> [Information]:
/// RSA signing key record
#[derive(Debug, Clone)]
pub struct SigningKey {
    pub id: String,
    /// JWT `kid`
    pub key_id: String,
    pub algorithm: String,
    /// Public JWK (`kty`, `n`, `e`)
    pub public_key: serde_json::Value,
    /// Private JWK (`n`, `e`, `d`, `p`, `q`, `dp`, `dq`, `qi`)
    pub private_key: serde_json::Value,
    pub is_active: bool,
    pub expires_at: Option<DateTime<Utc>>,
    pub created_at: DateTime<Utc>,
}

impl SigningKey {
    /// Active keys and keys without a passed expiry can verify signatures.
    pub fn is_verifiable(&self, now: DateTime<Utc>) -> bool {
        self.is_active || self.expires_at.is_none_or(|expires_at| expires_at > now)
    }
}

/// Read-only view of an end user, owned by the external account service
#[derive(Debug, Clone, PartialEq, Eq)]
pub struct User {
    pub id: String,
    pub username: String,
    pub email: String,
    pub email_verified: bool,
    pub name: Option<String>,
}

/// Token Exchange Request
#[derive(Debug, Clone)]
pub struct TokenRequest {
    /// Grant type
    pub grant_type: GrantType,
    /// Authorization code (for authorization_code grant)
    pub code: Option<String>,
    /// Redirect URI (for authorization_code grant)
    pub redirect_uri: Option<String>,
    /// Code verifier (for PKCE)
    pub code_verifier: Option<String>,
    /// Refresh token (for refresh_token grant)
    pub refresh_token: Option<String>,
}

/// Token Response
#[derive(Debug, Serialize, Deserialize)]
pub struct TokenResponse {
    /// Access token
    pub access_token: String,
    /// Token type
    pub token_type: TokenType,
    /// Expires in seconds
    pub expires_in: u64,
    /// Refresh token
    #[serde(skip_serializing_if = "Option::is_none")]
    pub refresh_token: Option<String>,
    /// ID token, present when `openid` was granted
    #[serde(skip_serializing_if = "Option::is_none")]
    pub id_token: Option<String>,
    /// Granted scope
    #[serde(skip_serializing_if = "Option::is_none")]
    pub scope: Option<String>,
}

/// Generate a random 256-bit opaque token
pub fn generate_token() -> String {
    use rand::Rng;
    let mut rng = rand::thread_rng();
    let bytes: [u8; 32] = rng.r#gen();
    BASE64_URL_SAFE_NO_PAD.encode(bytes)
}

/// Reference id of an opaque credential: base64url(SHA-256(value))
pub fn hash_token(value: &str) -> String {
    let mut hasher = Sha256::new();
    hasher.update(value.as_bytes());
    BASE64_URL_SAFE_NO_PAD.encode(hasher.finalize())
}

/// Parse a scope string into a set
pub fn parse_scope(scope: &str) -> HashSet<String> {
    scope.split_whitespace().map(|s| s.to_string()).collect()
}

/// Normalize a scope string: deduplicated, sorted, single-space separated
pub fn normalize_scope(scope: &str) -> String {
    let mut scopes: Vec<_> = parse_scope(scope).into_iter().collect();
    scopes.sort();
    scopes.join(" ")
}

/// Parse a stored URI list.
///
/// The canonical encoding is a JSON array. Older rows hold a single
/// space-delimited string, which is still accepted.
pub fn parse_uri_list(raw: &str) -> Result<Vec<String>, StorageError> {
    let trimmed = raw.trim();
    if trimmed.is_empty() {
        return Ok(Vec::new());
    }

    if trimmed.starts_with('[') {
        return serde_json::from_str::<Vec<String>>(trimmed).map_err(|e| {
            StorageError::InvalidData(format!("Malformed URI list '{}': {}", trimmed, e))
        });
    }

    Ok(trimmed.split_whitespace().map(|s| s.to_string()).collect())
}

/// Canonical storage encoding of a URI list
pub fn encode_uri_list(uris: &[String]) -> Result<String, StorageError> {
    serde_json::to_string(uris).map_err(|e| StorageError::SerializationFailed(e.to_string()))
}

--

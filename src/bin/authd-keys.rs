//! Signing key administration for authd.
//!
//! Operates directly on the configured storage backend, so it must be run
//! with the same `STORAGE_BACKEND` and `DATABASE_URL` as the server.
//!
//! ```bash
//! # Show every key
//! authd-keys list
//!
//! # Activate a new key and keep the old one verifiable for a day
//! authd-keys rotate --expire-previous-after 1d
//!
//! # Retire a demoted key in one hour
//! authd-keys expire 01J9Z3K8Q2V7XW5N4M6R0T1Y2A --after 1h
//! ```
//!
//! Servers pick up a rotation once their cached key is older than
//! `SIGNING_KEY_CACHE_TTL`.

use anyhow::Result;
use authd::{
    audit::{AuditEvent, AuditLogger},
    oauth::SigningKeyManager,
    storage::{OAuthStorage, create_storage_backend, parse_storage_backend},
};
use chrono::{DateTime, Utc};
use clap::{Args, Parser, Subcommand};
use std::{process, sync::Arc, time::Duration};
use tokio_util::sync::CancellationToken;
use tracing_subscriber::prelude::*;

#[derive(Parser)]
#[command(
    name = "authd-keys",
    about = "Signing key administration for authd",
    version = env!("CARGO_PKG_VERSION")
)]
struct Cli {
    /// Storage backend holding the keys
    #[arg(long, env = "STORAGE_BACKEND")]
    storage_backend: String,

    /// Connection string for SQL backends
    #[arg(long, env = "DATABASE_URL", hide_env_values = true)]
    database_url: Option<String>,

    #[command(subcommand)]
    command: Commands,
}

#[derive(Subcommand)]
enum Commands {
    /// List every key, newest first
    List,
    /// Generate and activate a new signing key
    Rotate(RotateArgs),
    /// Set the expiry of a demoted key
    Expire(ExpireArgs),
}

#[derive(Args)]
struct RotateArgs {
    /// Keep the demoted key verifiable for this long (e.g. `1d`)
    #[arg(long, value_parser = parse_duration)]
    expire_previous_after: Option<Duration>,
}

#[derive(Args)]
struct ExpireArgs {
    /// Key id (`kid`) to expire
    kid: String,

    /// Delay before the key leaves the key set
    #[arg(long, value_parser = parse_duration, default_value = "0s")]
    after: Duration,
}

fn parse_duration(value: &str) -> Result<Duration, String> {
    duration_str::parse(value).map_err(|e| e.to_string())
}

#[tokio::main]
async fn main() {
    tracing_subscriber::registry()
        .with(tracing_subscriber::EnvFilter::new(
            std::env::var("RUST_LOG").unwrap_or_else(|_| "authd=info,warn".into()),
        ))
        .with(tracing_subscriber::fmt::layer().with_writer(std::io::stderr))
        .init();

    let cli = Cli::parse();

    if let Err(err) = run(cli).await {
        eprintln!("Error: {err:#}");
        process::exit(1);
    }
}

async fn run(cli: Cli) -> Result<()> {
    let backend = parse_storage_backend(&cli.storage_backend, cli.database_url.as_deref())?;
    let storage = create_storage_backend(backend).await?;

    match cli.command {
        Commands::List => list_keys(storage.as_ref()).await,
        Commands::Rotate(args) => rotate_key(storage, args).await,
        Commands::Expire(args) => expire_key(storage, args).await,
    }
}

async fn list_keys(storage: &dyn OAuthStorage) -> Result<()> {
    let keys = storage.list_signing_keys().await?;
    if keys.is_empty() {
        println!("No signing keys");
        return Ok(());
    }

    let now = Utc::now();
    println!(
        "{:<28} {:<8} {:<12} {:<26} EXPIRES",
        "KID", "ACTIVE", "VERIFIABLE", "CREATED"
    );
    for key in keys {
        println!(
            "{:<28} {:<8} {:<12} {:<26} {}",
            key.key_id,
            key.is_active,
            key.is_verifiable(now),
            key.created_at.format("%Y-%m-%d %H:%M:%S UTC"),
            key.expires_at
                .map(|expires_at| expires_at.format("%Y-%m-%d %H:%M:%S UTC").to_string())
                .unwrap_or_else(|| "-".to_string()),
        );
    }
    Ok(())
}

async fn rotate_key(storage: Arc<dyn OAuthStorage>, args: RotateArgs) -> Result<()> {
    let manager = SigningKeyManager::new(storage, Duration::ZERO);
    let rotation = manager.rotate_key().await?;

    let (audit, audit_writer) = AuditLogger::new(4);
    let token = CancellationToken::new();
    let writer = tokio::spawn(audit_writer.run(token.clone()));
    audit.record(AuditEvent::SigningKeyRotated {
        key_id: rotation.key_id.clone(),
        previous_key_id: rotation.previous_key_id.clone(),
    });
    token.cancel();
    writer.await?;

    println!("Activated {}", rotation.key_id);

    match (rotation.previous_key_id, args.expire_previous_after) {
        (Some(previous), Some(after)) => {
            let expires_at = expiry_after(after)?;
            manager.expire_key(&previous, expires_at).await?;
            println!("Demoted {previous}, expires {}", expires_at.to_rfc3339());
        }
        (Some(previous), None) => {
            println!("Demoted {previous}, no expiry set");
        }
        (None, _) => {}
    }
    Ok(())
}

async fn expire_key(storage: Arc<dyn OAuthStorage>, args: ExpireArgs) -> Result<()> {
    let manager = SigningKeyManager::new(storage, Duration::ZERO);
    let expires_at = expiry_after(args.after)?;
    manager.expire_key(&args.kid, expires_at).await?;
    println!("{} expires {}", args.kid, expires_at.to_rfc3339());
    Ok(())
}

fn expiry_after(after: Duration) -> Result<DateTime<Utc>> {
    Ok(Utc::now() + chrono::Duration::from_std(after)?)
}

> [Directions]: Each line in the data that holds the word "RotateArgs" must be copied.

> [Expected output]:
    Rotate(RotateArgs),
struct RotateArgs {
async fn rotate_key(storage: Arc<dyn OAuthStorage>, args: RotateArgs) -> Result<()> {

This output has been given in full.